Doug and Kelly are correct, a longer pushrod is not going to have any effect since it will have the same amount of travel regardless of how long the pushrod is. A hydraulic clutch is inherently self-adjusting, so the length of the pushrod will make no difference in how far the slave piston travels. Usual problems are a worn pivot bushing on the release arm, a broken pivot pin, or just the fact that bleeding all the air out a 1500 clutch is a PITA. Look for an air bubble caught in the hydraulic hose since it arches higher than the master or the slave. I've never had to bench bleed the master cylinder; when I rebuilt it I just bled the system normally, stomped hard and fast on the pedal a few times to drive the bubble out of the arched hose, and bled again.

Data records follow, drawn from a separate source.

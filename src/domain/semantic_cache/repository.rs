//! Semantic cache trait and types

use std::fmt::Debug;

use async_trait::async_trait;
use serde::{Deserialize, Serialize};

use crate::domain::DomainError;

/// A completed answer to be stored in the semantic cache
#[derive(Debug, Clone, PartialEq, Eq, Serialize, Deserialize)]
pub struct CacheRecord {
    /// Prompt that produced the answer
    pub prompt: String,
    /// Full answer text
    pub response: String,
    /// Model that generated the answer
    pub model: String,
    /// Total tokens reported by the upstream, 0 when unknown
    #[serde(default)]
    pub token_usage: u32,
}

impl CacheRecord {
    pub fn new(
        prompt: impl Into<String>,
        response: impl Into<String>,
        model: impl Into<String>,
        token_usage: u32,
    ) -> Self {
        Self {
            prompt: prompt.into(),
            response: response.into(),
            model: model.into(),
            token_usage,
        }
    }
}

/// Outcome of a cache lookup
#[derive(Debug, Clone, Default, PartialEq, Eq, Serialize, Deserialize)]
pub struct CacheLookupResult {
    pub hit: bool,
    /// Cached answer; empty on a miss
    #[serde(default)]
    pub answer: String,
}

impl CacheLookupResult {
    pub fn hit(answer: impl Into<String>) -> Self {
        Self {
            hit: true,
            answer: answer.into(),
        }
    }

    pub fn miss() -> Self {
        Self::default()
    }
}

/// Trait for semantic cache implementations
#[async_trait]
pub trait SemanticCache: Send + Sync + Debug {
    /// Find a previously stored answer for a semantically similar prompt
    /// generated by the same model.
    async fn lookup(&self, prompt: &str, model: &str) -> Result<CacheLookupResult, DomainError>;

    /// Enqueue an answer for asynchronous storage.
    ///
    /// Never blocks: returns `false` when the record was dropped because the
    /// write queue is full or the cache is shutting down.
    async fn record(&self, record: CacheRecord) -> bool;

    /// Stop accepting records and wait for queued ones to be processed
    async fn shutdown(&self);
}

Only thing I might note about Kelly's suggestion of removing the slave to bleed it is this: I had a bled system that was working fine. I had to remove the slave briefly, leaving the hydraulics connected, and when I slipped it back in, the dust boot made a tight seal with the pushrod. It worked for two shifts after I put it back in, and then I had to bleed it again. Seems the pushrod acted just like a piston, and it built up a pocket of air under the dust boot as I installed it, so my guess is after I worked the clutch a few times, the air burped its way past the seal.
 
So help me here guys - the potential travel of the piston is fixed, agreed. But if a longer push rod is used then the effective extension of total reach is extended. I am not getting enough total reach, so a pushrod that is longer will increase my total reach. TR6 folks (like me) use an adjustable pushrod for this reason. What am I missing?
 
You're not getting enough total travel due to the fact air is still in the line being compressed rather than fluid pushing the piston forward. X amount of M/C movment will only give you Y amount of fluid. This fluid is only good for Z amount of slave travel. As the clutch wears, the slave piston is pushed forward by the spring inside thus adjusting itself. The only way the rod would be too short is if the clutch wore so much that the piston was at the end of the slave and fluid was comming out. You still have air in the line. The only way to get more stroke w/ that M/C is to install a slave with a smaller bore and a longer body.
 
Are you saying the rod is too short w/ the slave installed, or it's just not releasing?
 
kellysguy said:
Are you saying the rod is too short w/ the slave installed, or it's just not releasing?

Hi there - thanks for the responses and help.

This issue I am trying to work around is that the replacement part (from a certain vendor whose name is similar to a style of architecture) provides a part whose travel is shorter than the factory OEM slave, so to compensate for that I am going to try using a longer push rod.
 
Does the slave mount further back? Is the body shorter? I got mine from them and it was fine.
 
Here's what you can do if you need a longer rod. Go to the hardware store and buy a grade 8 5/16" bolt four inches long. Cut the head off and use a bench grinder to round/smooth the ends to the contour you need and you have a new rod.
 
Thanks Kelly, remember this is for my MGC not my Bugeye :smile:

Good to hear they have good ones for a Sprite! Clever idea on the bolt.

I ordered a 1500 pushrod from Moss, fingers crossed.

Thanks guys!
 
Hi guys, thought I'd close this out. The actual car in question is my MGC, but I just finished installing the pedal box, connecting the lines and bleeding the slave cylinder with the Midget 1500 push rod.

MGC one is the top (which may or may not be original, but probably is given everything else on the car). Midget 1500 is the bottom.

Midgetclutchslaverod.jpg


I now get reverse clean, no grinding. It appears that the combination of fresh cotter pins and the slightly longer slave push rod have done the trick.